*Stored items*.
━━━
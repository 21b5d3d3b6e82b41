use axum::{
    Router, middleware,
    routing::{get, post},
};

use crate::auth::{self, AppState};
use crate::middleware::{require_admin, require_admin_page, require_page_session, require_session};
use crate::{chat, pages, users};

/// Every route the application serves. Guards are attached with
/// `route_layer` so unknown paths still 404 instead of 401.
pub fn build(state: AppState) -> Router {
    let public_routes: Router<AppState> = Router::new()
        .route("/", get(pages::index))
        .route("/login", get(pages::login))
        .route("/health", get(pages::health))
        .route("/assets/app.css", get(pages::stylesheet))
        .route("/api/auth/login", post(auth::login))
        .route("/api/auth/session", get(auth::session))
        .route("/api/auth/logout", post(auth::logout));

    let chat_routes: Router<AppState> = Router::new()
        .route("/api/chat", post(chat::send))
        .route_layer(middleware::from_fn_with_state(state.clone(), require_session));

    let chat_page: Router<AppState> = Router::new()
        .route("/chat", get(pages::chat))
        .route_layer(middleware::from_fn_with_state(state.clone(), require_page_session));

    let admin_routes: Router<AppState> = Router::new()
        .route(
            "/api/users",
            get(users::list)
                .post(users::create)
                .put(users::reset_password)
                .delete(users::delete),
        )
        .route_layer(middleware::from_fn_with_state(state.clone(), require_admin));

    let admin_page: Router<AppState> = Router::new()
        .route("/users", get(pages::users))
        .route_layer(middleware::from_fn_with_state(state.clone(), require_admin_page));

    Router::new()
        .merge(public_routes)
        .merge(chat_routes)
        .merge(chat_page)
        .merge(admin_routes)
        .merge(admin_page)
        .with_state(state)
}
use axum::{
    Json,
    extract::State,
    http::{HeaderMap, header},
    response::{Html, IntoResponse, Redirect, Response},
};
use axum_extra::extract::CookieJar;
use serde_json::json;

use crate::auth::AppState;

const LOGIN_PAGE: &str = include_str!("../assets/login.html");
const CHAT_PAGE: &str = include_str!("../assets/chat.html");
const USERS_PAGE: &str = include_str!("../assets/users.html");
const STYLESHEET: &str = include_str!("../assets/app.css");

/// GET / — straight to the chat when signed in, otherwise to the login page.
pub async fn index(State(state): State<AppState>, jar: CookieJar, headers: HeaderMap) -> Response {
    if state.sessions.from_request(&jar, &headers).is_some() {
        Redirect::to("/chat").into_response()
    } else {
        Redirect::to("/login").into_response()
    }
}

pub async fn login() -> Html<&'static str> {
    Html(LOGIN_PAGE)
}

pub async fn chat() -> Html<&'static str> {
    Html(CHAT_PAGE)
}

pub async fn users() -> Html<&'static str> {
    Html(USERS_PAGE)
}

pub async fn stylesheet() -> impl IntoResponse {
    ([(header::CONTENT_TYPE, "text/css; charset=utf-8")], STYLESHEET)
}

pub async fn health() -> impl IntoResponse {
    Json(json!({ "status": "ok" }))
}
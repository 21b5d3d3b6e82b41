//! Client for a hosted, OpenAI-compatible chat completion endpoint.
//!
//! One prompt in, one generated reply out. No retries: a failed call is
//! reported to the caller as-is.

use std::time::Duration;

use reqwest::Client as HttpClient;
use serde::{Deserialize, Serialize};
use thiserror::Error;
use tracing::debug;

pub const DEFAULT_MODEL: &str = "gpt-4o-mini";
pub const DEFAULT_TIMEOUT_SECS: u64 = 60;

#[derive(Debug, Error)]
pub enum InferenceError {
    #[error("network error: {0}")]
    Network(#[from] reqwest::Error),

    #[error("inference endpoint returned {status}: {body}")]
    Api { status: u16, body: String },

    #[error("inference endpoint returned no content")]
    EmptyResponse,
}

#[derive(Debug, Clone)]
pub struct InferenceConfig {
    /// Base URL; `/chat/completions` is appended.
    pub base_url: String,
    pub api_key: Option<String>,
    pub model: String,
    pub system_prompt: Option<String>,
    pub timeout: Duration,
}

impl InferenceConfig {
    pub fn new(base_url: impl Into<String>) -> Self {
        Self {
            base_url: base_url.into(),
            api_key: None,
            model: DEFAULT_MODEL.to_string(),
            system_prompt: None,
            timeout: Duration::from_secs(DEFAULT_TIMEOUT_SECS),
        }
    }
}

#[derive(Clone)]
pub struct InferenceClient {
    http: HttpClient,
    config: InferenceConfig,
}

impl std::fmt::Debug for InferenceClient {
    fn fmt(&self, f: &mut std::fmt::Formatter<'_>) -> std::fmt::Result {
        f.debug_struct("InferenceClient")
            .field("base_url", &self.config.base_url)
            .field("model", &self.config.model)
            .field("api_key", &self.config.api_key.is_some())
            .finish()
    }
}

#[derive(Debug, Serialize)]
struct CompletionRequest<'a> {
    model: &'a str,
    messages: Vec<CompletionMessage<'a>>,
}

#[derive(Debug, Serialize)]
struct CompletionMessage<'a> {
    role: &'static str,
    content: &'a str,
}

#[derive(Debug, Deserialize)]
struct CompletionResponse {
    #[serde(default)]
    choices: Vec<Choice>,
}

#[derive(Debug, Deserialize)]
struct Choice {
    message: ChoiceMessage,
}

#[derive(Debug, Deserialize)]
struct ChoiceMessage {
    content: Option<String>,
}

impl InferenceClient {
    pub fn new(config: InferenceConfig) -> Result<Self, InferenceError> {
        let http = HttpClient::builder().timeout(config.timeout).build()?;
        Ok(Self { http, config })
    }

    pub fn model(&self) -> &str {
        &self.config.model
    }

    pub async fn complete(&self, prompt: &str) -> Result<String, InferenceError> {
        let url = format!("{}/chat/completions", self.config.base_url.trim_end_matches('/'));

        let mut messages = Vec::with_capacity(2);
        if let Some(system) = &self.config.system_prompt {
            messages.push(CompletionMessage { role: "system", content: system });
        }
        messages.push(CompletionMessage { role: "user", content: prompt });

        let body = CompletionRequest {
            model: &self.config.model,
            messages,
        };

        debug!(model = %self.config.model, prompt_len = prompt.len(), "Sending completion request");

        let mut request = self.http.post(&url).json(&body);
        if let Some(key) = &self.config.api_key {
            request = request.bearer_auth(key);
        }

        let response = request.send().await?;
        let status = response.status();
        if !status.is_success() {
            let body = response.text().await.unwrap_or_default();
            return Err(InferenceError::Api {
                status: status.as_u16(),
                body,
            });
        }

        let parsed: CompletionResponse = response.json().await?;
        parsed
            .choices
            .into_iter()
            .next()
            .and_then(|c| c.message.content)
            .filter(|c| !c.is_empty())
            .ok_or(InferenceError::EmptyResponse)
    }
}

#[cfg(test)]
mod tests {
    use super::*;
    use axum::{Json, Router, http::HeaderMap, http::StatusCode, routing::post};
    use serde_json::{Value, json};

    async fn spawn_upstream(router: Router) -> String {
        let listener = tokio::net::TcpListener::bind("127.0.0.1:0").await.unwrap();
        let addr = listener.local_addr().unwrap();
        tokio::spawn(async move {
            axum::serve(listener, router).await.unwrap();
        });
        format!("http://{}/v1", addr)
    }

    #[tokio::test]
    async fn relays_prompt_and_returns_first_choice() {
        let router = Router::new().route(
            "/v1/chat/completions",
            post(|headers: HeaderMap, Json(body): Json<Value>| async move {
                assert_eq!(headers["authorization"], "Bearer sk-test");
                assert_eq!(body["model"], "tiny");
                assert_eq!(body["messages"][0]["role"], "system");
                assert_eq!(body["messages"][1], json!({ "role": "user", "content": "hello" }));
                Json(json!({
                    "choices": [{ "message": { "role": "assistant", "content": "hi there" } }]
                }))
            }),
        );
        let base_url = spawn_upstream(router).await;

        let mut config = InferenceConfig::new(base_url);
        config.api_key = Some("sk-test".into());
        config.model = "tiny".into();
        config.system_prompt = Some("be brief".into());
        let client = InferenceClient::new(config).unwrap();

        assert_eq!(client.complete("hello").await.unwrap(), "hi there");
    }

    #[tokio::test]
    async fn upstream_error_is_reported_not_retried() {
        let calls = std::sync::Arc::new(std::sync::atomic::AtomicUsize::new(0));
        let counter = calls.clone();
        let router = Router::new().route(
            "/v1/chat/completions",
            post(move || {
                let counter = counter.clone();
                async move {
                    counter.fetch_add(1, std::sync::atomic::Ordering::SeqCst);
                    (StatusCode::TOO_MANY_REQUESTS, "slow down")
                }
            }),
        );
        let base_url = spawn_upstream(router).await;
        let client = InferenceClient::new(InferenceConfig::new(base_url)).unwrap();

        match client.complete("hello").await {
            Err(InferenceError::Api { status, body }) => {
                assert_eq!(status, 429);
                assert_eq!(body, "slow down");
            }
            other => panic!("expected Api error, got {:?}", other),
        }
        assert_eq!(calls.load(std::sync::atomic::Ordering::SeqCst), 1);
    }

    #[tokio::test]
    async fn empty_choices_is_an_error() {
        let router = Router::new().route(
            "/v1/chat/completions",
            post(|| async { Json(json!({ "choices": [] })) }),
        );
        let base_url = spawn_upstream(router).await;
        let client = InferenceClient::new(InferenceConfig::new(base_url)).unwrap();

        assert!(matches!(client.complete("hello").await, Err(InferenceError::EmptyResponse)));
    }
}
pub mod api;
pub mod models;
pub mod auth;
pub mod chat;
pub mod credentials;
pub mod error;
pub mod inference;
pub mod middleware;
pub mod pages;
pub mod router;
pub mod session;
pub mod users;

/// Run a blocking closure (SQLite access, Argon2) off the async runtime.
pub(crate) async fn blocking<F, T>(f: F) -> anyhow::Result<T>
where
    F: FnOnce() -> anyhow::Result<T> + Send + 'static,
    T: Send + 'static,
{
    tokio::task::spawn_blocking(f)
        .await
        .map_err(|e| anyhow::anyhow!("spawn_blocking join error: {}", e))?
}
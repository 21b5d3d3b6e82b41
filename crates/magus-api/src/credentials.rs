use argon2::{
    Argon2, PasswordHash, PasswordHasher, PasswordVerifier,
    password_hash::{SaltString, rand_core::OsRng},
};

/// Shortest password accepted on create and reset, counted after trimming.
pub const MIN_PASSWORD_LEN: usize = 6;

/// Store key for an email: trimmed and lower-cased.
pub fn normalize_email(raw: &str) -> String {
    raw.trim().to_lowercase()
}

pub fn normalize_password(raw: &str) -> &str {
    raw.trim()
}

/// Treat an absent field and a blank one the same way.
pub fn required(field: Option<String>) -> Option<String> {
    field.filter(|v| !v.trim().is_empty())
}

pub fn password_too_short(password: &str) -> bool {
    password.chars().count() < MIN_PASSWORD_LEN
}

/// Hash with Argon2id and a fresh random salt. Returns a PHC string.
pub fn hash_password(password: &str) -> anyhow::Result<String> {
    let salt = SaltString::generate(&mut OsRng);
    let hash = Argon2::default()
        .hash_password(password.as_bytes(), &salt)
        .map_err(|e| anyhow::anyhow!("password hashing failed: {}", e))?
        .to_string();
    Ok(hash)
}

/// `false` on mismatch and on a stored hash that does not parse.
pub fn verify_password(password: &str, stored_hash: &str) -> bool {
    let Ok(parsed) = PasswordHash::new(stored_hash) else {
        return false;
    };
    Argon2::default().verify_password(password.as_bytes(), &parsed).is_ok()
}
━━━
*What to produce*.
Using the records above, copy each line that contains "build".

*Result for this task*.
pub fn build(state: AppState) -> Router {
        let http = HttpClient::builder().timeout(config.timeout).build()?;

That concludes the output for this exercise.